[GSoC] Week-3/4 Configuring Extractors and Mappings for Hindi

This is the third and forth week(17-21st June) of the coding period of GSoC where the main aim was to configure different existing extractors and mappings for Hindi.

Open Table of Contents

Extractor configuration
Learning and Next Steps

Extractor configuration

I have configured several extractors, discussed below, with some of the code changes:

RedirectExtractor: For managing redirects.

HomepageExtractor: To extract homepage URLs.
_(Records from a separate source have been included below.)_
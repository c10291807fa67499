// Licensed to the Apache Software Foundation (ASF) under one
// or more contributor license agreements.  See the NOTICE file
// distributed with this work for additional information
// regarding copyright ownership.  The ASF licenses this file
// to you under the Apache License, Version 2.0 (the
// "License"); you may not use this file except in compliance
// with the License.  You may obtain a copy of the License at
//
//   http://www.apache.org/licenses/LICENSE-2.0
//
// Unless required by applicable law or agreed to in writing,
// software distributed under the License is distributed on an
// "AS IS" BASIS, WITHOUT WARRANTIES OR CONDITIONS OF ANY
// KIND, either express or implied.  See the License for the
// specific language governing permissions and limitations
// under the License.
//! Memory-pressure monitor and spill policy.
//!
//! Tracks the bytes held by resident batch groups and decides, after each
//! staged group, whether half of them should be merged to disk.

use std::fmt;

/// Why a spill was triggered.
#[derive(Clone, Copy, Debug, PartialEq, Eq)]
pub enum SpillReason {
    /// Resident memory climbed back to 75% of the last out-of-memory level.
    HighWaterMark,
    /// The in-memory final sort would not fit in the remaining allocation.
    InMemorySortUnaffordable,
    /// Resident memory above 95% of the operator allocation.
    AllocationLimit,
    /// Resident memory above 95% of the enclosing fragment limit.
    FragmentLimit,
    /// Too many resident groups staged since the last spill.
    GroupCount,
    /// Upstream or an allocation reported out-of-memory.
    OutOfMemory,
}

impl fmt::Display for SpillReason {
    fn fmt(&self, f: &mut fmt::Formatter<'_>) -> fmt::Result {
        let s = match self {
            SpillReason::HighWaterMark => "high_water_mark",
            SpillReason::InMemorySortUnaffordable => "in_memory_sort_unaffordable",
            SpillReason::AllocationLimit => "allocation_limit",
            SpillReason::FragmentLimit => "fragment_limit",
            SpillReason::GroupCount => "group_count",
            SpillReason::OutOfMemory => "out_of_memory",
        };
        f.write_str(s)
    }
}

/// Allocator state sampled when the policy is evaluated.
#[derive(Clone, Copy, Debug)]
pub struct MemorySnapshot {
    /// Bytes currently charged to the operator's allocator.
    pub allocator_current: i64,
    /// Limit of the enclosing fragment, if any.
    pub fragment_limit: Option<i64>,
    /// Number of resident batch groups.
    pub resident_groups: usize,
}

#[derive(Debug)]
pub struct MemoryMonitor {
    max_allocation: i64,
    high_water_mark: i64,
    resident_bytes: i64,
    spill_threshold: usize,
    spill_group_size: usize,
    batches_since_spill: usize,
    spill_count: u64,
    total_rows: u64,
}

impl MemoryMonitor {
    pub fn new(max_allocation: i64, spill_threshold: usize, spill_group_size: usize) -> Self {
        Self {
            max_allocation,
            high_water_mark: i64::MAX,
            resident_bytes: 0,
            spill_threshold,
            spill_group_size,
            batches_since_spill: 0,
            spill_count: 0,
            total_rows: 0,
        }
    }

    pub fn resident_bytes(&self) -> i64 {
        self.resident_bytes
    }

    pub fn high_water_mark(&self) -> i64 {
        self.high_water_mark
    }

    pub fn spill_count(&self) -> u64 {
        self.spill_count
    }

    pub fn batches_since_spill(&self) -> usize {
        self.batches_since_spill
    }

    pub fn total_rows(&self) -> u64 {
        self.total_rows
    }

    /// Record a newly staged resident group.
    pub fn on_staged(&mut self, rows: u64, bytes: usize) {
        self.resident_bytes = self.resident_bytes.saturating_add(to_i64(bytes));
        self.total_rows = self.total_rows.saturating_add(rows);
        self.batches_since_spill += 1;
    }

    /// Record a completed spill: `released` bytes of merged groups are gone,
    /// `retained` bytes of the first merged chunk stay resident.
    pub fn on_spilled(&mut self, released: usize, retained: usize) {
        self.resident_bytes = self
            .resident_bytes
            .saturating_sub(to_i64(released))
            .saturating_add(to_i64(retained))
            .max(0);
        self.spill_count += 1;
        self.batches_since_spill = 0;
    }

    /// A spill was attempted but nothing was eligible.
    pub fn on_spill_skipped(&mut self) {
        self.batches_since_spill = 0;
    }

    /// Record an out-of-memory signal. Returns whether to spill immediately.
    pub fn on_out_of_memory(&mut self) -> bool {
        self.high_water_mark = self.resident_bytes;
        let spill_now = self.batches_since_spill > 2;
        self.batches_since_spill = 0;
        spill_now
    }

    /// Evaluate the spill rules in order; the first that holds wins.
    pub fn should_spill(&self, snapshot: MemorySnapshot) -> Option<SpillReason> {
        let resident = i128::from(self.resident_bytes);
        if self.spill_count > 0 && resident * 4 > i128::from(self.high_water_mark) * 3 {
            return Some(SpillReason::HighWaterMark);
        }
        if self.spill_count == 0 {
            let available = self.max_allocation.saturating_sub(snapshot.allocator_current);
            if available <= in_memory_sort_cost(self.total_rows) {
                return Some(SpillReason::InMemorySortUnaffordable);
            }
        }
        if above_95_percent(resident, self.max_allocation) {
            return Some(SpillReason::AllocationLimit);
        }
        if let Some(limit) = snapshot.fragment_limit
            && above_95_percent(resident, limit)
        {
            return Some(SpillReason::FragmentLimit);
        }
        if snapshot.resident_groups > self.spill_threshold
            && self.batches_since_spill >= self.spill_group_size
        {
            return Some(SpillReason::GroupCount);
        }
        None
    }
}

/// Bytes an in-memory final sort of `rows` rows needs: the global SV4 plus
/// the merge's auxiliary SV4.
pub fn in_memory_sort_cost(rows: u64) -> i64 {
    let sv4 = rows
        .saturating_mul(4)
        .checked_next_power_of_two()
        .unwrap_or(u64::MAX);
    i64::try_from(sv4.saturating_mul(2)).unwrap_or(i64::MAX)
}

fn above_95_percent(value: i128, limit: i64) -> bool {
    value * 100 > i128::from(limit) * 95
}

fn to_i64(bytes: usize) -> i64 {
    i64::try_from(bytes).unwrap_or(i64::MAX)
}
 private val propertyNamesMap = Map(
      #...,
  +  "hi" -> Set("वेबसाइट"), # Homepage in hindi
      #...,
 )

  private val externalLinkSectionsMap = Map(
      # ...,
  +   "hi" -> "बाहरी कड़ियाँ", # External Link in hindi
      # ...,
 )

DisambiguationExtractor: For handling disambiguation pages.

val NonFreeRegex = Map(
	#...,
+   "hi" -> " (बहुविकल्पी)", // eg. https://hi.wikipedia.org/wiki/आयरलैण्ड_(बहुविकल्पी)
	#...,
)

TopicalConceptsExtractor: To identify and extract topical concepts.

ImageExtractorNew: To handle image extraction.

val NonFreeRegex = Map(
	#...,
+   "hi" -> """(?i)\{\{\s?non-free""".r,
	#...,
)

Added Mappings for Different Infoboxes. Mappings for various infoboxes have been added, enhancing our ability to organize and categorize the data effectively.
Moreover the coverage of entities also increased from 60% to 70%.

Before Before After After

All the extractors are also added to the properties file.

extractors.hi=.MappingExtractor,.HomepageExtractor,.DisambiguationExtractor,.TopicalConceptsExtractor,.ImageExtractorNew,.AnchorTextExtractor,.CommonsResourceExtractor

Learning and Next Steps

Challenges in Server Setup for Viewing Statistics: I encountered an issue with setting up the server to view statistics. However, this challenge was swiftly resolved with the assistance of another GSoC contributor, Meti. Collaborating on this solution has been a great example of teamwork and mutual support.
Plan to Configure the Abstract Extractor for Hindi: I aim to configure the abstract extractor to support Hindi. This will involve tailoring the extractor to handle the nuances of the Hindi language.
Increase Mapping Coverage of Hindi Mappings: In line with our mentors’ suggestions, I will work on manually adding mappings to increase the Hindi coverage. This will be a significant step towards enhancing the inclusivity and richness of our dataset.